La deuxième note de ra dans Rorate doit être élargie. Le crescendo de la première incise sera ardent mais sans éclat ; c'est une prière. Bien accentuer nubes et aller sur le pressus de pluant en progression.
Veiller à ce que tur dans aperiatur ait bien sa valeur et qu'on ait le temps d'articuler. Térra sera légèrement retenu ainsi que les quatre dernières notes de gérminet.
Le Psaume sera chanté dans un bon mouvement et pénétré déjà de la joie du « Gloria in excelsis » qu'il prophétise.
GRADUEL
LE TEXTE
Il est proche, le Seigneur,
De tous ceux qui l'invoquent,
De tous ceux qui l'invoquent dans la vérité.

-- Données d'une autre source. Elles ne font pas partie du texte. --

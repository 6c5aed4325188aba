use std::time::Duration;

use actix_web::{dev::Server, http::KeepAlive, middleware::Logger, web, App, HttpServer};
use custodial_tools::{WalletApi, WalletConfig};
use offramp_tools::{OffRampApi, OffRampConfig};
use xanpay_engine::{MerchantApi, SettlementApi, SqliteDatabase};

use crate::{
    auth::TokenIssuer,
    config::ServerConfig,
    errors::ServerError,
    middleware::HmacMiddlewareFactory,
    routes::{
        health,
        AddProductRoute,
        CreateAccountRoute,
        CreateInvoiceRoute,
        DepositWebhookRoute,
        InvoiceRoute,
        LoginRoute,
        ProductsRoute,
        SigninRoute,
        TransactionsRoute,
        UpdateBankDetailsRoute,
        UpdateProductRoute,
        WithdrawCryptoRoute,
        WithdrawFiatRoute,
    },
    withdrawal::WithdrawalApi,
};

pub async fn run_server(config: ServerConfig) -> Result<(), ServerError> {
    let db = SqliteDatabase::new_with_url(&config.database_url, 25)
        .await
        .map_err(|e| ServerError::InitializeError(e.to_string()))?;
    let offramp = new_offramp_api(config.offramp_config.clone())?;
    let wallet = new_wallet_api(config.wallet_config.clone())?;
    let srv = create_server_instance(config, db, offramp, wallet)?;
    srv.await.map_err(|e| ServerError::Unspecified(e.to_string()))
}

pub fn new_offramp_api(config: OffRampConfig) -> Result<OffRampApi, ServerError> {
    OffRampApi::new(config).map_err(|e| ServerError::InitializeError(e.to_string()))
}

pub fn new_wallet_api(config: WalletConfig) -> Result<WalletApi, ServerError> {
    WalletApi::new(config).map_err(|e| ServerError::InitializeError(e.to_string()))
}

pub fn create_server_instance(
    config: ServerConfig,
    db: SqliteDatabase,
    offramp: OffRampApi,
    wallet: WalletApi,
) -> Result<Server, ServerError> {
    let srv = HttpServer::new(move || {
        let merchants_api = MerchantApi::new(db.clone());
        let settlement_api = SettlementApi::new(db.clone());
        let withdrawal_api = WithdrawalApi::new(
            db.clone(),
            offramp.clone(),
            wallet.clone(),
            config.fiat_currency.clone(),
            config.network.clone(),
        );
        let jwt_signer = TokenIssuer::new(&config.auth);
        let app = App::new()
            .wrap(Logger::new("%t (%D ms) %s %a %{Host}i %U").log_target("xpg::access_log"))
            .app_data(web::Data::new(merchants_api))
            .app_data(web::Data::new(settlement_api))
            .app_data(web::Data::new(withdrawal_api))
            .app_data(web::Data::new(wallet.clone()))
            .app_data(web::Data::new(jwt_signer));
        // Signed deposit notifications from the wallet provider
        let webhook_scope = web::scope("/webhook")
            .wrap(HmacMiddlewareFactory::new(
                "X-Webhook-Signature",
                config.webhook.hmac_secret.clone(),
                config.webhook.hmac_checks,
            ))
            .service(DepositWebhookRoute::<SqliteDatabase>::new());
        app.service(health)
            .service(CreateAccountRoute::<SqliteDatabase, WalletApi>::new())
            .service(SigninRoute::<SqliteDatabase>::new())
            .service(LoginRoute::<SqliteDatabase, WalletApi>::new())
            .service(AddProductRoute::<SqliteDatabase>::new())
            .service(UpdateProductRoute::<SqliteDatabase>::new())
            .service(ProductsRoute::<SqliteDatabase>::new())
            .service(CreateInvoiceRoute::<SqliteDatabase>::new())
            .service(InvoiceRoute::<SqliteDatabase>::new())
            .service(UpdateBankDetailsRoute::<SqliteDatabase>::new())
            .service(TransactionsRoute::<SqliteDatabase>::new())
            .service(WithdrawCryptoRoute::<SqliteDatabase, OffRampApi, WalletApi>::new())
            .service(WithdrawFiatRoute::<SqliteDatabase, OffRampApi, WalletApi>::new())
            .service(webhook_scope)
    })
    .keep_alive(KeepAlive::Timeout(Duration::from_secs(600)))
    .bind((config.host.as_str(), config.port))?
    .run();
    Ok(srv)
}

Verset. - La louange du Seigneur,
Elle la chantera, ma bouche,
Et que toute chair bénisse le Seigneur. Ps. CXLIV, 18, 21.
Dans la première partie, le psalmiste exprime une idée très simple ; à savoir que le Seigneur est tout disposé à écouter ceux qui le prient. Toutefois, il a précisé d'un mot : ceux qui le prient dans la vérité ; c'est-à-dire qui lui demandent, en toute sincérité, des chose vraies ; entendons : ceux qui sont conformes à sa volonté, car la vérité, c'est, en même temps, ce que Dieu pense et ce que Dieu veut.
Le Verset, lui, est un hommage de reconnaissance de l'âme qui promet à Dieu une louange sans fin en retour de la bienveillance qu'il lui témoigne.
Au sens liturgique, peut-être serait-on porté à s'appuyer sur les premiers mots Prope est Dominus pour faire entrer ce texte dans le cadre de l'Avent. Ce ne serait pas absolument exact car c'est en tout temps que le Seigneur exauce ceux qui savent le prier. Il ne faut pas non plus le rattacher à l'Epître qui vient d'être lue, mais à l'Epître du mercredi précédent pour laquelle il a été choisi. Dans cette Epître, on nous ait entendre l'histoire d'Achaz qui, par manque de confiance, refusa de demander un prodige au Seigneur et qui reçut, en réplique, d'Isaïe la fameuse prophétie qui annonçait le prodige des prodiges : « Le Seigneur vous donnera lui-même un signe : Voilà qu'une Vierge concevra et enfantera un Fils et son nom sera Emmanuel ». A la fin de ce récit, ces deux versets viennent sur es lèvres de l'Eglise comme une sorte de réflexion. Repliée sur elle-même et gardant bien présent à l'esprit tout ce qu'elle vient d'entendre, elle se dit : Achaz a eu tort...Le Seigneur est tout près de ceux qui l'invoquent et bientôt il sera plus près d‘eux encore ; car le prophète a dit que Celui qui doit venir aura nom Emmanuel, ce qui veut dire : Dieu est avec nous.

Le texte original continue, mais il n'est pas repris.